Chapitre 3

Joyeux anniversaire

« Soudain je sentis qu’un de ses genoux cherchait à me frapper au ventre
et elle y parvint en effet avec une telle violence que j’eus le souffle coupé.
Ce coup me fut aussi douloureux que la phrase “Je ne t’aime plus”, car c’était le coup d’un
ennemi qui cherche à faire le plus de mal possible à son adversaire. »
Le Mépris,
Alberto Moravia

Plus lourde qu’auparavant malgré le poids dont je me suis délestée la veille, je manque de me faire renverser par une voiture au feu rouge, devant l’école de Tom.

« Fais attention, connasse ! me lance le conducteur en freinant à quelques millimètres de la pointe de mes escarpins rouges. Retourne te coucher au lieu de te jeter sous une voiture et de faire chier le monde. Ou alors fais comme les autres, essaie sous le RER ! J’te jure, ces bonnes femmes ! »

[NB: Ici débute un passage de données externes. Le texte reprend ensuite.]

//! Logging macros.
//!
//! Forward to `defmt` when the `defmt` feature is enabled. Otherwise the
//! arguments are still evaluated (so host builds see the same borrows and
//! no unused-variable warnings) and then dropped.

#![macro_use]
#![allow(unused_macros)]

macro_rules! trace {
    ($s:literal $(, $x:expr)* $(,)?) => {
        {
            #[cfg(feature = "defmt")]
            ::defmt::trace!($s $(, $x)*);
            #[cfg(not(feature = "defmt"))]
            let _ = ($( & $x ),*);
        }
    };
}

macro_rules! debug {
    ($s:literal $(, $x:expr)* $(,)?) => {
        {
            #[cfg(feature = "defmt")]
            ::defmt::debug!($s $(, $x)*);
            #[cfg(not(feature = "defmt"))]
            let _ = ($( & $x ),*);
        }
    };
}

macro_rules! info {
    ($s:literal $(, $x:expr)* $(,)?) => {
        {
            #[cfg(feature = "defmt")]
            ::defmt::info!($s $(, $x)*);
            #[cfg(not(feature = "defmt"))]
            let _ = ($( & $x ),*);
        }
    };
}

macro_rules! warn {
    ($s:literal $(, $x:expr)* $(,)?) => {
        {
            #[cfg(feature = "defmt")]
            ::defmt::warn!($s $(, $x)*);
            #[cfg(not(feature = "defmt"))]
            let _ = ($( & $x ),*);
        }
    };
}

macro_rules! error {
    ($s:literal $(, $x:expr)* $(,)?) => {
        {
            #[cfg(feature = "defmt")]
            ::defmt::error!($s $(, $x)*);
            #[cfg(not(feature = "defmt"))]
            let _ = ($( & $x ),*);
        }
    };
}
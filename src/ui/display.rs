//! Drawing seam between widgets and the TFT driver.
//!
//! Widgets only need three primitives: clear, text and horizontal line.
//! [`GraphicsCanvas`] provides them on top of any `embedded-graphics`
//! RGB565 draw target, drawing scaled text by blowing each font pixel up
//! into a `scale x scale` block.

use embedded_graphics::mono_font::{MonoFont, MonoTextStyle};
use embedded_graphics::pixelcolor::Rgb565;
use embedded_graphics::prelude::*;
use embedded_graphics::primitives::{Line, PrimitiveStyle, Rectangle};
use embedded_graphics::text::{Baseline, Text};

use crate::error::{Error, Result};

/// Minimal display driver interface used by the view tree.
pub trait Canvas {
    /// Fill the whole screen.
    fn clear(&mut self, color: Rgb565) -> Result<()>;

    /// Draw `text` with its top-left corner at `origin`. Only glyph
    /// pixels are painted, so redrawing in the background colour erases.
    fn draw_text(
        &mut self,
        origin: Point,
        text: &str,
        font: &'static MonoFont<'static>,
        color: Rgb565,
        scale: u8,
    ) -> Result<()>;

    /// One-pixel horizontal line of `length` pixels starting at `origin`.
    fn draw_hline(&mut self, origin: Point, length: u32, color: Rgb565) -> Result<()>;
}

/// [`Canvas`] over an `embedded-graphics` draw target.
pub struct GraphicsCanvas<D> {
    target: D,
}

impl<D> GraphicsCanvas<D> {
    pub fn new(target: D) -> Self {
        Self { target }
    }

    pub fn target(&self) -> &D {
        &self.target
    }

    pub fn target_mut(&mut self) -> &mut D {
        &mut self.target
    }

    pub fn into_inner(self) -> D {
        self.target
    }
}

impl<D: DrawTarget<Color = Rgb565>> Canvas for GraphicsCanvas<D> {
    fn clear(&mut self, color: Rgb565) -> Result<()> {
        self.target.clear(color).map_err(|_| Error::Display)
    }

    fn draw_text(
        &mut self,
        origin: Point,
        text: &str,
        font: &'static MonoFont<'static>,
        color: Rgb565,
        scale: u8,
    ) -> Result<()> {
        let style = MonoTextStyle::new(font, color);
        let text = Text::with_baseline(text, origin, style, Baseline::Top);

        if scale <= 1 {
            text.draw(&mut self.target).map_err(|_| Error::Display)?;
        } else {
            let mut scaled = Scaled {
                inner: &mut self.target,
                origin,
                scale: u32::from(scale),
            };
            text.draw(&mut scaled).map_err(|_| Error::Display)?;
        }
        Ok(())
    }

    fn draw_hline(&mut self, origin: Point, length: u32, color: Rgb565) -> Result<()> {
        if length == 0 {
            return Ok(());
        }
        let end = origin + Point::new(length as i32 - 1, 0);
        Line::new(origin, end)
            .into_styled(PrimitiveStyle::with_stroke(color, 1))
            .draw(&mut self.target)
            .map_err(|_| Error::Display)
    }
}

/// Draw target that magnifies everything around `origin`.
struct Scaled<'a, D> {
    inner: &'a mut D,
    origin: Point,
    scale: u32,
}

impl<D: DrawTarget> Dimensions for Scaled<'_, D> {
    fn bounding_box(&self) -> Rectangle {
        self.inner.bounding_box()
    }
}

impl<D: DrawTarget> DrawTarget for Scaled<'_, D> {
    type Color = D::Color;
    type Error = D::Error;

    fn draw_iter<I>(&mut self, pixels: I) -> Result<(), Self::Error>
    where
        I: IntoIterator<Item = Pixel<Self::Color>>,
    {
        let block = Size::new(self.scale, self.scale);
        for Pixel(point, color) in pixels {
            let top_left = self.origin + (point - self.origin) * self.scale as i32;
            self.inner.fill_solid(&Rectangle::new(top_left, block), color)?;
        }
        Ok(())
    }
}

#[cfg(test)]
mod tests {
    use super::*;
    use embedded_graphics::mock_display::MockDisplay;
    use embedded_graphics::mono_font::ascii::FONT_6X10;

    #[test]
    fn hline_spans_length() {
        let mut canvas = GraphicsCanvas::new(MockDisplay::<Rgb565>::new());
        canvas.draw_hline(Point::new(2, 3), 4, Rgb565::RED).unwrap();
        canvas.draw_hline(Point::new(0, 0), 0, Rgb565::RED).unwrap();

        let drawn = canvas.target().affected_area();
        assert_eq!(drawn, Rectangle::new(Point::new(2, 3), Size::new(4, 1)));
    }

    #[test]
    fn scaled_text_covers_scaled_cell() {
        let mut canvas = GraphicsCanvas::new(MockDisplay::<Rgb565>::new());
        canvas
            .draw_text(Point::new(0, 0), "|", &FONT_6X10, Rgb565::WHITE, 3)
            .unwrap();

        let area = canvas.target().affected_area();
        assert!(area.size.height > 10);
        assert_eq!(area.size.width % 3, 0);
        assert!(area.top_left.x + area.size.width as i32 <= 18);
        assert!(area.top_left.y + area.size.height as i32 <= 30);
    }
}
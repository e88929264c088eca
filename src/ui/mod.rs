//! User interface subsystem - TFT view tree + physical buttons.
//!
//! ## Components
//!
//! - **Buttons**: polled, debounced, reported as click / long press
//! - **Display**: [`Canvas`] drawing seam and an `embedded-graphics` adapter
//! - **Widgets**: container, text label, spinner, underline
//! - **Screens**: clock face and alarm editor

pub mod buttons;
pub mod display;
pub mod input_logic;
pub mod screens;
pub mod widgets;


use embedded_graphics::mono_font::ascii::FONT_6X10;
use embedded_graphics::mono_font::MonoFont;
use embedded_graphics::pixelcolor::{Rgb565, Rgb888};
use embedded_graphics::prelude::Point;

use crate::config::{STYLE_BACKGROUND_RGB, STYLE_COLOR_RGB};

pub use buttons::ButtonTracker;
pub use display::{Canvas, GraphicsCanvas};
pub use screens::{ClockView, Focus, SetAlarmOutcome, SetAlarmView};
pub use widgets::{Container, Spinner, TextView, Underline, Widget};

/// Identity of a physical button.
#[derive(Clone, Copy, Debug, PartialEq, Eq, Hash)]
#[cfg_attr(feature = "defmt", derive(defmt::Format))]
pub struct ButtonId(pub u8);

impl ButtonId {
    pub const PRIMARY: ButtonId = ButtonId(0);
}

/// Debounced gesture on a button.
#[derive(Clone, Copy, Debug, PartialEq, Eq)]
#[cfg_attr(feature = "defmt", derive(defmt::Format))]
pub enum ButtonAction {
    /// Pressed and released before the long-press threshold.
    Click,
    /// Held past the long-press threshold (reported once per press).
    LongPress,
}

/// A gesture on a specific button.
#[derive(Clone, Copy, Debug, PartialEq, Eq)]
#[cfg_attr(feature = "defmt", derive(defmt::Format))]
pub struct ButtonEvent {
    pub button: ButtonId,
    pub action: ButtonAction,
}

/// Colours and font shared by every widget.
#[derive(Clone, Copy)]
pub struct Style {
    pub background: Rgb565,
    pub color: Rgb565,
    pub font: &'static MonoFont<'static>,
}

impl Style {
    /// Place text at `(left, top)` with the font scaled `scale` times.
    pub fn text(self, left: i32, top: i32, scale: u8) -> TextStyle {
        TextStyle {
            style: self,
            origin: Point::new(left, top),
            scale,
        }
    }
}

impl Default for Style {
    fn default() -> Self {
        let (br, bg, bb) = STYLE_BACKGROUND_RGB;
        let (r, g, b) = STYLE_COLOR_RGB;
        Self {
            background: rgb(br, bg, bb),
            color: rgb(r, g, b),
            font: &FONT_6X10,
        }
    }
}

/// Style plus anchor and scale for a single text element.
#[derive(Clone, Copy)]
pub struct TextStyle {
    pub style: Style,
    pub origin: Point,
    pub scale: u8,
}

/// 24-bit colour to the panel's RGB565.
pub fn rgb(r: u8, g: u8, b: u8) -> Rgb565 {
    Rgb565::from(Rgb888::new(r, g, b))
}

Il redémarre en trombe, sans me laisser le temps de lui répondre. Je lui adresse tout de même un grand doigt d’honneur en espérant qu’il me verra dans son rétroviseur : c’est le minimum du savoir-vivre parisien.

Je viens de déposer Tom à l’école, à 8h25, comme d’habitude, alors que son copain Tristan l’attendait déjà devant la grande porte bleue.

En se réveillant ce matin, Tom avait été surpris de me trouver dans son lit.

« Mais Maman, tu as dormi avec moi ? C’est pourtant pas toi qui m’as chanté la chanson hier soir.

– Non, en effet, chéri. Je suis venue te faire un bisou de bonne nuit, puis je me suis allongée un peu contre toi et je me suis endormie.

– Ah bon. Je pensais que tu avais encore crié fort avec Papa. »

Il était déjà parti de la maison quand je m’étais levée à mon tour, et je ne l’avais même pas entendu. Je pensais pourtant ne pas avoir dormi de la nuit. Je m’étais réfugiée dans le lit de Tom après ma violente annonce de la soirée, à laquelle il ne s’attendait visiblement pas. Froide et impassible, j’avais répété « Je veux divorcer », « Je veux te quitter » jusqu’à ce que cela lui devienne insupportable. La force de ma détermination m’avait surprise moi-même. J’avais fait mal et je ne m’étais plus arrêtée.

Guidée par cette soif de liberté nouvelle, j’avais continué à appuyer.

Fort, encore plus fort.

Peut-être avais-je eu envie qu’il passe de l’amour à la haine en quelques minutes ? De telle sorte que ce soit lui qui prenne la décision ? Il est tellement plus facile de choisir la lâcheté pour se délester de tout sentiment de culpabilité.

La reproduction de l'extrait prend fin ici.